Our findings corroborate that environmental conditions (specifically light and temperature) may interact and exert synergistic or antagonistic effects on physiological responses in unpredictable ways that differ according to developmental stage. The distribution of C. amentacea var. stricta is restricted to the intertidal, so this species is naturally exposed to high levels of irradiance that potentially exceed its light energy requirements, as has been reported for other species that live close to the water surface [70,7476]. Generally, sun-adapted species [sensu 77] develop efficient photoprotection mechanisms to tolerate light stress in addition to dynamic photoinhibition [75,76,7886].Our study highlighted the light-shade adaptation of C. amentacea var. stricta germlings, which showed enhanced growth at lower irradiance (125 μmol photons m−2 s−1). Other Cystoseira species have been cultivated under different conditions that have primarily depended on laboratory facilities such as Cystoseira susanensis Nizamuddin (16±1°C | 40 μmol photons m−2 s−1 [87] and C. barbata (Stackhouse) C. Agardh (16–17°C | 120 μmol photons m−2 s−1 [29]. The morphological development of C. amentacea var. stricta embryos cultivated at 18±1°C and an average light intensity of 70 μmol photons m−2s−1 has been described by [57]. After ca. 2 months in these conditions, embryos cultivated in seawater were 332.60 ± 22.3μm long, while in VSE medium they were 5.14 ± 0.08 mm [57]. In our experiment germlings cultivated in VSE were 1.38±0.13 mm long after three weeks and 4.73±0.05 mm long after one month in the field. We observed cryptostomata and lateral branches after two weeks of cultivation, while in [57] study cryptostomata were observed after 52 days and ramifications appeared after 106 days.

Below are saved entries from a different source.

use async_trait::async_trait;
use quiz_core::model::{InvalidMark, QuestionCorrection, QuestionId, ReturnedMark};
use sqlx::Row;

use super::SqliteRepository;
use super::mapping::{
    conn, options_from_json, options_to_json, question_id_from_i64, question_id_to_i64, ser,
};
use crate::repository::{CurationRepository, StorageError};

fn map_correction_row(row: &sqlx::sqlite::SqliteRow) -> Result<QuestionCorrection, StorageError> {
    let prompt: String = row.try_get("prompt").map_err(ser)?;
    let options: String = row.try_get("options").map_err(ser)?;
    let correct: String = row.try_get("correct").map_err(ser)?;
    QuestionCorrection::new(
        question_id_from_i64(row.try_get::<i64, _>("question_id").map_err(ser)?)?,
        &prompt,
        options_from_json(&options)?,
        &correct,
        row.try_get("corrected_at").map_err(ser)?,
    )
    .map_err(ser)
}

#[async_trait]
impl CurationRepository for SqliteRepository {
    async fn mark_invalid(&self, mark: InvalidMark) -> Result<(), StorageError> {
        sqlx::query(
            r"
            INSERT INTO invalid_questions (question_id, marked_at)
            VALUES (?1, ?2)
            ON CONFLICT(question_id) DO UPDATE SET marked_at = excluded.marked_at
            ",
        )
        .bind(question_id_to_i64(mark.question_id)?)
        .bind(mark.marked_at)
        .execute(&self.pool)
        .await
        .map_err(conn)?;
        Ok(())
    }

    async fn unmark_invalid(&self, id: QuestionId) -> Result<bool, StorageError> {
        let res = sqlx::query("DELETE FROM invalid_questions WHERE question_id = ?1")
            .bind(question_id_to_i64(id)?)
            .execute(&self.pool)
            .await
            .map_err(conn)?;
        Ok(res.rows_affected() > 0)
    }

    async fn list_invalid(&self) -> Result<Vec<InvalidMark>, StorageError> {
        let rows = sqlx::query(
            "SELECT question_id, marked_at FROM invalid_questions ORDER BY question_id ASC",
        )
        .fetch_all(&self.pool)
        .await
        .map_err(conn)?;

        rows.iter()
            .map(|row| -> Result<InvalidMark, StorageError> {
                Ok(InvalidMark {
                    question_id: question_id_from_i64(
                        row.try_get::<i64, _>("question_id").map_err(ser)?,
                    )?,
                    marked_at: row.try_get("marked_at").map_err(ser)?,
                })
            })
            .collect()
    }

    async fn record_returned(&self, mark: ReturnedMark) -> Result<(), StorageError> {
        sqlx::query(
            r"
            INSERT INTO returned_questions (question_id, returned_at)
            VALUES (?1, ?2)
            ON CONFLICT(question_id) DO UPDATE SET returned_at = excluded.returned_at
            ",
        )
        .bind(question_id_to_i64(mark.question_id)?)
        .bind(mark.returned_at)
        .execute(&self.pool)
        .await
        .map_err(conn)?;
        Ok(())
    }

    async fn list_returned(&self) -> Result<Vec<ReturnedMark>, StorageError> {
        let rows = sqlx::query(
            "SELECT question_id, returned_at FROM returned_questions ORDER BY question_id ASC",
        )
        .fetch_all(&self.pool)
        .await
        .map_err(conn)?;

        rows.iter()
            .map(|row| -> Result<ReturnedMark, StorageError> {
                Ok(ReturnedMark {
                    question_id: question_id_from_i64(
                        row.try_get::<i64, _>("question_id").map_err(ser)?,
                    )?,
                    returned_at: row.try_get("returned_at").map_err(ser)?,
                })
            })
            .collect()
    }

    async fn save_correction(&self, correction: &QuestionCorrection) -> Result<(), StorageError> {
        sqlx::query(
            r"
            INSERT INTO question_corrections (question_id, prompt, options, correct, corrected_at)
            VALUES (?1, ?2, ?3, ?4, ?5)
            ON CONFLICT(question_id) DO UPDATE SET
                prompt = excluded.prompt,
                options = excluded.options,
                correct = excluded.correct,
                corrected_at = excluded.corrected_at
            ",
        )
        .bind(question_id_to_i64(correction.question_id())?)
        .bind(correction.prompt())
        .bind(options_to_json(correction.options())?)
        .bind(correction.correct().as_str())
        .bind(correction.corrected_at())
        .execute(&self.pool)
        .await
        .map_err(conn)?;
        Ok(())
    }

    async fn list_corrections(&self) -> Result<Vec<QuestionCorrection>, StorageError> {
        let rows = sqlx::query(
            r"
            SELECT question_id, prompt, options, correct, corrected_at
            FROM question_corrections
            ORDER BY question_id ASC
            ",
        )
        .fetch_all(&self.pool)
        .await
        .map_err(conn)?;

        rows.iter().map(map_correction_row).collect()
    }
}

Studies examining adult thalli of Cystoseira have demonstrated the absence of photosynthetic inhibition, even with very high irradiance [88]. In C. barbata (Stackhouse) C. Agardh f. aurantia (Kuetzing) Giaccone, photoinhibition only occurs at irradiances higher than 1500 μmol photons m−2s−1 [89], while photosynthesis in C. mediterranea Sauvageau is not saturated at an irradiance of 1600 μmol photons m−2s−1[75]. Notably, the light requirements of adults should not be extrapolated to the microscopic stages because the presence of non-photosynthetic tissues in complex thalli increases the need for light energy [76], and the irradiance reaching the embryos is restricted by adult fronds in nature [35,42,90]. Cystoseira zygotes and germlings settle under adult plants, where they find a protective screen against high irradiance and other stressors. In nature, such community self-protection could be particularly important during spring-summer, when C. amentacea var. stricta produces new recruits in the study area. Conversely, the lower irradiance requirements of germlings permit high-density cultures because self-shading is not a restricting factor.

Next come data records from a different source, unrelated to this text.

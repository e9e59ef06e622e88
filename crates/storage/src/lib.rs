pub mod question_bank;
pub mod repository;
pub mod sqlite;
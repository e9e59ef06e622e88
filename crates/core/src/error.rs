use thiserror::Error;

use crate::model::{
    ProgressError, QuestionError, QuotaError, SettingsError, TestResultError, TestStateError,
};

/// Any domain validation failure.
#[derive(Debug, Error)]
#[non_exhaustive]
pub enum Error {
    #[error(transparent)]
    Question(#[from] QuestionError),
    #[error(transparent)]
    Progress(#[from] ProgressError),
    #[error(transparent)]
    Quota(#[from] QuotaError),
    #[error(transparent)]
    Settings(#[from] SettingsError),
    #[error(transparent)]
    TestState(#[from] TestStateError),
    #[error(transparent)]
    TestResult(#[from] TestResultError),
}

At higher temperatures (24°C), the proliferation of biofouling was enhanced, particularly at lower light intensity, progressively affecting the development of C. amentacea var. stricta embryos. Based on these results, we determined that the lower values tested for irradiance (125 μmol photons m−2 s−1) and temperature (20°C) were the best hatchery conditions to accelerate the development of high numbers of healthy, large embryos.

Further studies are required to improve the second step in the outplanting process to increase the number of juveniles that can reach the adult stage once they are reintroduced into the field. Grazing pressure, timing and density dependent effects need to be considered to achieve the best restoration results.

Supporting information

S1 Table. Two-way crossed ANOVA performed on the number of eggs per gram.

Significant effects are in bold.


S2 Table. One-way PERMANOVA performed at week 1 based on the percent composition of three embryonic developmental stages under the different conditions.

Significant effects are in bold.

aPairwise comparisons among conditions: L+T-≠L+T+≠ L-T- = L-T+.


S3 Table. ANCOVA performed at week 1 using survival, substratum and condition as factors and density as a covariate.

Significant effects are in bold.

aSNK test among conditions: L+T+≠L-T-≠L+T-≠L-T.


S4 Table. ANCOVA performed at week 2 using survival as a response variable, substratum and condition as factors and density as a covariate.

Significant effects are in bold.

aSNK test among substrata within condition: Cond. L+T-, T≠S; all other Cond., T = S.

bSNK test among conditions within substratum: Sub. S, (L+T+ = L-T-)≠L+T-≠L-T+; Sub. T, (L+T+ = L-T-)≠(L+T- = L-T+).


S5 Table. Two-way PERMANOVA performed on the germling area at different stages at week 2.

Condition and substratum are crossed fixed factors. Significant effects are in bold.

aPairwise comparisons among conditions: L-T-≠L+T+ = L-T+ = L+T-.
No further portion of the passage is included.